Новости технологии:Это поможет снизить количество ДТП на 8-13%.
Исследователи Uber представили MultiNet – систему, которая обнаруживает и предсказывает движение препятствий на основе данных лидара автомобиля. В отличие от существующих моделей, MultiNet предопределяет поведение и движение автомобилей, пешеходов и велосипедистов, используя модель, которая постоянно генерирует их потенциальную траекторию.
Предвидеть будущее движение препятствий – непростая задача, но это ключ к предотвращению ДТП на дороге, отмечают исследователи. В автономном транспорте система восприятия должна охватывать сразу несколько траекторий, по которым могут двигаться другие объекты. Например, встречное транспортное средство, приближающееся к перекрестку, может продолжить движение прямо или повернуть перед автономной машиной; для обеспечения безопасности система должна просчитывать эти возможности и корректировать свое поведение.
MultiNet работает на основе входящих данные лидара и карт улиц с высоким разрешением. При этом она постоянно изучает траектории движений препятствий и неопределенность их траектории.
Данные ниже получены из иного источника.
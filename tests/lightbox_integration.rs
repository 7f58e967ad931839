use media_viewer::document::{HeadlessDocument, ListenerKind};
use media_viewer::focus::ElementId;
use media_viewer::input::{ClickTarget, InputEvent, Key, KeyEvent};
use media_viewer::item::RawItem;
use media_viewer::lightbox::{CLOSE_CONTROL, Lightbox, LightboxOptions, OVERLAY_CONTROLS};
use media_viewer::scene::Scene;
use media_viewer::tasks::preloader::Preloader;
use tokio::sync::mpsc;

fn images(n: usize) -> Vec<RawItem> {
    (0..n)
        .map(|i| RawItem::new(format!("/img/{i}.jpg")).with_id(format!("p{i}")))
        .collect()
}

fn document() -> HeadlessDocument {
    HeadlessDocument::new()
        .with_focus("page-link")
        .with_body_overflow("clip")
        .with_overlay_controls(OVERLAY_CONTROLS)
}

fn focused(lb: &Lightbox<HeadlessDocument, Scene>) -> Option<&str> {
    lb.document().active.as_ref().map(ElementId::as_str)
}

fn esc() -> InputEvent {
    InputEvent::Key(KeyEvent::new(Key::Escape))
}

#[test]
fn escape_restores_prior_overflow_and_focus() {
    let mut lb = Lightbox::new(
        document(),
        Scene::default(),
        LightboxOptions {
            images: images(3),
            ..LightboxOptions::default()
        },
    );
    assert!(lb.show());
    assert_eq!(lb.document().body_overflow, "hidden");
    assert_eq!(focused(&lb), Some(CLOSE_CONTROL));

    lb.handle_input(&esc());
    assert!(!lb.is_open());
    assert_eq!(lb.document().body_overflow, "clip");
    assert_eq!(focused(&lb), Some("page-link"));
    assert_eq!(lb.document().total_listeners(), 0);
}

#[test]
fn trigger_takes_precedence_for_focus_return() {
    let mut lb = Lightbox::new(
        document(),
        Scene::default(),
        LightboxOptions {
            trigger: Some("gallery-open".into()),
            images: images(2),
            start_index: 0,
        },
    );
    lb.show();
    lb.close();
    assert_eq!(focused(&lb), Some("gallery-open"));
}

#[test]
fn repeated_cycles_never_accumulate_listeners() {
    let mut lb = Lightbox::new(
        document(),
        Scene::default(),
        LightboxOptions {
            images: images(4),
            ..LightboxOptions::default()
        },
    );
    for round in 0..10 {
        lb.open(None, round);
        for kind in [
            ListenerKind::DocumentKeydown,
            ListenerKind::StripWheel,
            ListenerKind::ThumbClick,
        ] {
            assert_eq!(lb.document().listener_count(kind), 1);
        }
        lb.handle_input(&esc());
        assert_eq!(lb.document().total_listeners(), 0);
        assert_eq!(lb.document().body_overflow, "clip");
    }
}

#[test]
fn navigation_while_open() {
    let mut lb = Lightbox::new(
        document(),
        Scene::default(),
        LightboxOptions {
            images: images(3),
            start_index: 2,
            ..LightboxOptions::default()
        },
    );
    lb.show();
    assert_eq!(lb.state().active_index(), Some(2));
    lb.handle_input(&InputEvent::Key(KeyEvent::new(Key::ArrowRight)));
    assert_eq!(lb.state().active_index(), Some(0));
    lb.handle_input(&InputEvent::Key(KeyEvent::new(Key::End)));
    assert_eq!(lb.state().active_index(), Some(2));
    lb.handle_input(&InputEvent::Click(ClickTarget::Thumb { index: "1".into() }));
    assert_eq!(lb.state().active_index(), Some(1));
    assert_eq!(lb.presenter().current_thumbs(), vec![1]);

    lb.handle_input(&InputEvent::Wheel { dx: 0.0, dy: 50.0 });
    assert_eq!(lb.presenter().strip_scroll_left, 50.0);
    lb.handle_input(&InputEvent::Wheel { dx: 50.0, dy: 10.0 });
    assert_eq!(lb.presenter().strip_scroll_left, 50.0);
}

#[test]
fn swipe_thirty_ignored_sixty_navigates() {
    let mut lb = Lightbox::new(
        document(),
        Scene::default(),
        LightboxOptions {
            images: images(3),
            ..LightboxOptions::default()
        },
    );
    lb.show();
    lb.handle_input(&InputEvent::TouchStart { x: 300.0 });
    lb.handle_input(&InputEvent::TouchEnd { x: 270.0 });
    assert_eq!(lb.state().active_index(), Some(0));

    lb.handle_input(&InputEvent::TouchStart { x: 300.0 });
    lb.handle_input(&InputEvent::TouchEnd { x: 240.0 });
    assert_eq!(lb.state().active_index(), Some(1));

    lb.handle_input(&InputEvent::TouchStart { x: 300.0 });
    lb.handle_input(&InputEvent::TouchEnd { x: 360.0 });
    assert_eq!(lb.state().active_index(), Some(0));
}

#[test]
fn open_preloads_neighbors() {
    let (tx, mut rx) = mpsc::channel(8);
    let mut lb = Lightbox::new(
        document(),
        Scene::default(),
        LightboxOptions {
            images: images(5),
            ..LightboxOptions::default()
        },
    )
    .with_preloader(Preloader::new(tx));
    lb.open(None, 2);
    assert_eq!(rx.try_recv().unwrap().0, "/img/3.jpg");
    assert_eq!(rx.try_recv().unwrap().0, "/img/1.jpg");
    lb.next();
    assert_eq!(rx.try_recv().unwrap().0, "/img/4.jpg");
    assert_eq!(rx.try_recv().unwrap().0, "/img/2.jpg");
}

#[test]
fn caption_hidden_without_text() {
    let mut lb = Lightbox::new(
        document(),
        Scene::default(),
        LightboxOptions {
            images: vec![
                RawItem::new("/img/a.jpg"),
                RawItem::new("/img/b.jpg").with_alt("Harbor at dusk"),
            ],
            ..LightboxOptions::default()
        },
    );
    lb.show();
    assert_eq!(lb.presenter().caption, None);
    lb.next();
    assert_eq!(lb.presenter().caption.as_deref(), Some("Harbor at dusk"));
}

#[test]
fn drop_while_open_releases_document() {
    let mut doc = document();
    {
        let mut lb = Lightbox::new(
            &mut doc,
            Scene::default(),
            LightboxOptions {
                images: images(2),
                ..LightboxOptions::default()
            },
        );
        lb.show();
    }
    assert_eq!(doc.body_overflow, "clip");
    assert_eq!(doc.total_listeners(), 0);
    assert!(!doc.overlay_attached);
    assert_eq!(doc.active.as_ref().map(ElementId::as_str), Some("page-link"));
}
Она несколько раз в секунду уточняет их, сбрасывая прогнозы траекторий первого этапа и фиксируя центр объектов, чтобы сделать окончательные прогнозы будущей траектории и неопределенностей.
Для тестирования производительности MultiNet исследователи в течение одного дня обучали систему с помощью набора данных, содержащих показания датчиков из 5,5 тыс. сценариев, собранные автономными транспортными средствами Uber в разных городах Северной Америки с помощью лидара. Они сообщают, что MultiNet превосходит по точности прогнозирования несколько базовых показателей по всем трем типам препятствий (транспортные средства, пешеходы и велосипедисты). Моделирование снизило количество опасных ситуаций на 9-13%.